> [Exercise]:
For the records that follow, return only the count of lines containing the string "rest".
START Material shown
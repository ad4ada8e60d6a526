//! Common test utilities: a mock remote API and a wired-up relay app.
#![allow(dead_code)]

use std::net::SocketAddr;
use std::sync::Arc;
use std::sync::atomic::{AtomicUsize, Ordering};

use axum::Router;
use axum::body::{Body, Bytes};
use axum::extract::connect_info::MockConnectInfo;
use axum::extract::{Path, Query, Request, State};
use axum::http::{HeaderMap, StatusCode, header};
use axum::middleware::{self, Next};
use axum::response::{IntoResponse, Response};
use axum::routing::get;
use axum::Json;
use chrono::{Duration, Utc};
use serde_json::{Value, json};
use tokio::sync::{Mutex, Notify};

use rsrelay::config::Config;
use rsrelay::server::{self, AppState};
use rsrelay::service::RelayService;
use rsrelay::session::{InMemorySessionStore, Session, SessionStore};

/// Cookie value the mock hands out on renewing endpoints.
pub const RENEWED_COOKIE: &str = "renewed-token";
/// Expiry attached to [`RENEWED_COOKIE`].
pub const RENEWED_EXPIRES: &str = "Wed, 21 Oct 2099 07:28:00 GMT";
/// Bytes served for every download.
pub const FILE_BYTES: &[u8] = b"id,name\n1,cat\n2,dog\n";

/// Remote endpoint nothing listens on.
pub const UNREACHABLE_ENDPOINT: &str = "http://127.0.0.1:1/api/v1";

// ============================================================================
// Mock Remote API
// ============================================================================

#[derive(Clone, Default)]
struct MockState {
    base_url: Arc<String>,
    hits: Arc<AtomicUsize>,
    cookies: Arc<Mutex<Vec<String>>>,
    user_agents: Arc<Mutex<Vec<String>>>,
    queries: Arc<Mutex<Vec<String>>>,
    stream_dropped: Arc<Notify>,
}

/// A running mock of the remote API on an ephemeral port.
pub struct MockRemote {
    /// Remote API base URL, e.g. `http://127.0.0.1:PORT/api/v1`.
    pub endpoint: String,
    state: MockState,
}

impl MockRemote {
    pub async fn start() -> Self {
        let listener = tokio::net::TcpListener::bind("127.0.0.1:0").await.unwrap();
        let addr = listener.local_addr().unwrap();
        let endpoint = format!("http://{addr}/api/v1");

        let state = MockState {
            base_url: Arc::new(endpoint.clone()),
            ..MockState::default()
        };

        let api = Router::new()
            .route("/ping", get(|| async { Json(json!({"pong": true})) }))
            .route("/renew", get(renew))
            .route("/fail", get(fail))
            .route("/partners", get(|| async { Json(json!([{"id": "p1"}, {"id": "p2"}])) }))
            .route("/partners/{id}", get(partner))
            .route("/partners/{id}/colls", get(partner_collections))
            .route("/colls/{id}", get(collection))
            .route("/users", axum::routing::patch(update_user))
            .route("/search", get(search))
            .route("/paths/{*rest}", get(paths))
            .with_state(state.clone());

        let app = Router::new()
            .nest("/api/v1", api)
            .layer(middleware::from_fn_with_state(state.clone(), record));

        tokio::spawn(async move {
            axum::serve(listener, app).await.unwrap();
        });

        Self { endpoint, state }
    }

    /// Requests the mock has received so far.
    pub fn hits(&self) -> usize {
        self.state.hits.load(Ordering::SeqCst)
    }

    pub async fn cookies(&self) -> Vec<String> {
        self.state.cookies.lock().await.clone()
    }

    pub async fn user_agents(&self) -> Vec<String> {
        self.state.user_agents.lock().await.clone()
    }

    pub async fn queries(&self) -> Vec<String> {
        self.state.queries.lock().await.clone()
    }

    /// Wait until an endless download body has been dropped by the mock server.
    pub async fn wait_for_stream_drop(&self) {
        self.state.stream_dropped.notified().await;
    }

    pub fn config(&self) -> Config {
        config_for(&self.endpoint)
    }

    pub fn service(&self) -> RelayService {
        RelayService::new(&self.config()).unwrap()
    }
}

async fn record(State(state): State<MockState>, request: Request, next: Next) -> Response {
    state.hits.fetch_add(1, Ordering::SeqCst);
    let cookie = header_text(request.headers(), header::COOKIE);
    let user_agent = header_text(request.headers(), header::USER_AGENT);
    let query = request.uri().query().unwrap_or_default().to_string();

    state.cookies.lock().await.push(cookie);
    state.user_agents.lock().await.push(user_agent);
    state.queries.lock().await.push(query);
    next.run(request).await
}

fn header_text(headers: &HeaderMap, name: header::HeaderName) -> String {
    headers
        .get(name)
        .and_then(|v| v.to_str().ok())
        .unwrap_or_default()
        .to_string()
}

fn renewal_headers() -> [(header::HeaderName, String); 1] {
    [(
        header::SET_COOKIE,
        format!("Authorization={RENEWED_COOKIE}; Expires={RENEWED_EXPIRES}; Path=/; HttpOnly"),
    )]
}

async fn renew() -> impl IntoResponse {
    (renewal_headers(), Json(json!({"renewed": true})))
}

async fn fail() -> impl IntoResponse {
    (StatusCode::SERVICE_UNAVAILABLE, renewal_headers(), "down for maintenance")
}

async fn partner(Path(id): Path<String>) -> Response {
    if id == "missing" {
        return (StatusCode::NOT_FOUND, "no such partner").into_response();
    }
    Json(json!({"id": id, "name": format!("Partner {id}")})).into_response()
}

async fn partner_collections(Path(id): Path<String>) -> Json<Value> {
    Json(json!([{"id": format!("{id}-c1")}, {"id": format!("{id}-c2")}]))
}

async fn collection(State(state): State<MockState>, Path(id): Path<String>) -> Json<Value> {
    if id == "orphan" {
        return Json(json!({"id": id}));
    }
    Json(json!({
        "id": id,
        "partner_id": "p1",
        "storage_url": format!("{}/paths/{id}", state.base_url),
    }))
}

async fn update_user(Json(body): Json<Value>) -> Json<Value> {
    if body["current_password"] == "wrong" {
        return Json(json!({"error": "The provided password does not match your current password."}));
    }
    Json(json!({"updated": body}))
}

async fn search(
    State(state): State<MockState>,
    Query(params): Query<std::collections::HashMap<String, String>>,
) -> Response {
    let term = params.get("term").cloned().unwrap_or_default();
    let start: u64 = params
        .get("start")
        .and_then(|s| s.parse().ok())
        .unwrap_or(0);
    match term.as_str() {
        "none" => Json(json!({"response": {"numFound": 0}})).into_response(),
        "blank" => StatusCode::OK.into_response(),
        "broken" => "<html>oops</html>".into_response(),
        "wrongshape" => Json(json!({"response": {"numFound": "many"}})).into_response(),
        _ => Json(json!({
            "response": {
                "numFound": 25,
                "start": start,
                "docs": [{
                    "package_search_response": {
                        "id": "pkg-1",
                        "package_path_url": format!("{}/paths/pkg-1", state.base_url),
                        "match_path_url": format!("{}/paths/pkg-1/notes.txt", state.base_url),
                        "match_context": "The Cat sat"
                    }
                }]
            }
        }))
        .into_response(),
    }
}

async fn paths(
    State(state): State<MockState>,
    Path(rest): Path<String>,
    Query(params): Query<std::collections::HashMap<String, String>>,
    headers: HeaderMap,
) -> Response {
    if rest.starts_with("missing") {
        return (StatusCode::NOT_FOUND, "not here").into_response();
    }
    let download = params.get("download").map(String::as_str) == Some("true");
    if download && rest.starts_with("endless") {
        return (renewal_headers(), endless_body(Arc::clone(&state.stream_dropped))).into_response();
    }
    if download && rest.starts_with("chunked") {
        return (renewal_headers(), chunked_body()).into_response();
    }
    if download {
        let accept = headers
            .get(header::ACCEPT)
            .and_then(|v| v.to_str().ok())
            .unwrap_or_default()
            .to_string();
        return (
            renewal_headers(),
            [
                (header::CONTENT_TYPE, "text/csv".to_string()),
                (header::CONTENT_LENGTH, FILE_BYTES.len().to_string()),
                (header::HeaderName::from_static("x-seen-accept"), accept),
            ],
            Body::from(FILE_BYTES),
        )
            .into_response();
    }
    let base = &state.base_url;
    Json(json!({
        "name": rest,
        "children": [
            {
                "name": "b.csv",
                "url": format!("{base}/paths/{rest}/b.csv"),
                "download_url": format!("{base}/paths/{rest}/b.csv")
            },
            {"name": "sub", "url": format!("{base}/paths/{rest}/sub")}
        ]
    }))
    .into_response()
}

/// Chunks served by `paths/chunked*` downloads, flushed one at a time.
pub const CHUNKS: [&[u8]; 3] = [b"id,name\n", b"1,cat\n", b"2,dog\n"];

const CHUNK_DELAY: std::time::Duration = std::time::Duration::from_millis(50);

fn chunked_body() -> Body {
    let stream = futures::stream::unfold(0usize, |i| async move {
        let chunk = CHUNKS.get(i)?;
        if i > 0 {
            tokio::time::sleep(CHUNK_DELAY).await;
        }
        Some((Ok::<_, std::convert::Infallible>(Bytes::from_static(*chunk)), i + 1))
    });
    Body::from_stream(stream)
}

/// Notifies once the stream holding it is dropped.
struct DropSignal(Arc<Notify>);

impl Drop for DropSignal {
    fn drop(&mut self) {
        self.0.notify_one();
    }
}

static FILLER: [u8; 1024] = [b'x'; 1024];

fn endless_body(dropped: Arc<Notify>) -> Body {
    let stream = futures::stream::unfold(DropSignal(dropped), |signal| async move {
        tokio::time::sleep(CHUNK_DELAY).await;
        Some((
            Ok::<_, std::convert::Infallible>(Bytes::from_static(&FILLER)),
            signal,
        ))
    });
    Body::from_stream(stream)
}

// ============================================================================
// Relay Fixtures
// ============================================================================

pub fn config_for(endpoint: &str) -> Config {
    let mut config = Config::default();
    config.remote.endpoint = endpoint.to_string();
    config
}

/// A session valid for another hour.
pub fn live_session(cookie: &str) -> Session {
    Session::established("rss_test", cookie, Utc::now() + Duration::hours(1))
}

/// A session whose cookie expired a minute ago.
pub fn expired_session() -> Session {
    Session::established("rss_test", "stale", Utc::now() - Duration::minutes(1))
}

/// Build the relay app against `endpoint`, seen from a loopback peer.
pub fn test_app_with(endpoint: &str, api_token: Option<&str>) -> (Router, AppState) {
    let relay = RelayService::new(&config_for(endpoint)).unwrap();
    let sessions: Arc<dyn SessionStore> = Arc::new(InMemorySessionStore::new());
    let state = AppState::new(relay, sessions).with_api_token(api_token.map(str::to_owned));
    let app = server::build_app(state.clone(), 30)
        .layer(MockConnectInfo(SocketAddr::from(([127, 0, 0, 1], 40000))));
    (app, state)
}

pub fn test_app(endpoint: &str) -> (Router, AppState) {
    test_app_with(endpoint, None)
}

/// Store `session` under its id so HTTP requests can name it.
pub async fn store_session(state: &AppState, session: Session) {
    state.sessions.set(session).await;
}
END Material shown
> [Solution below]:
9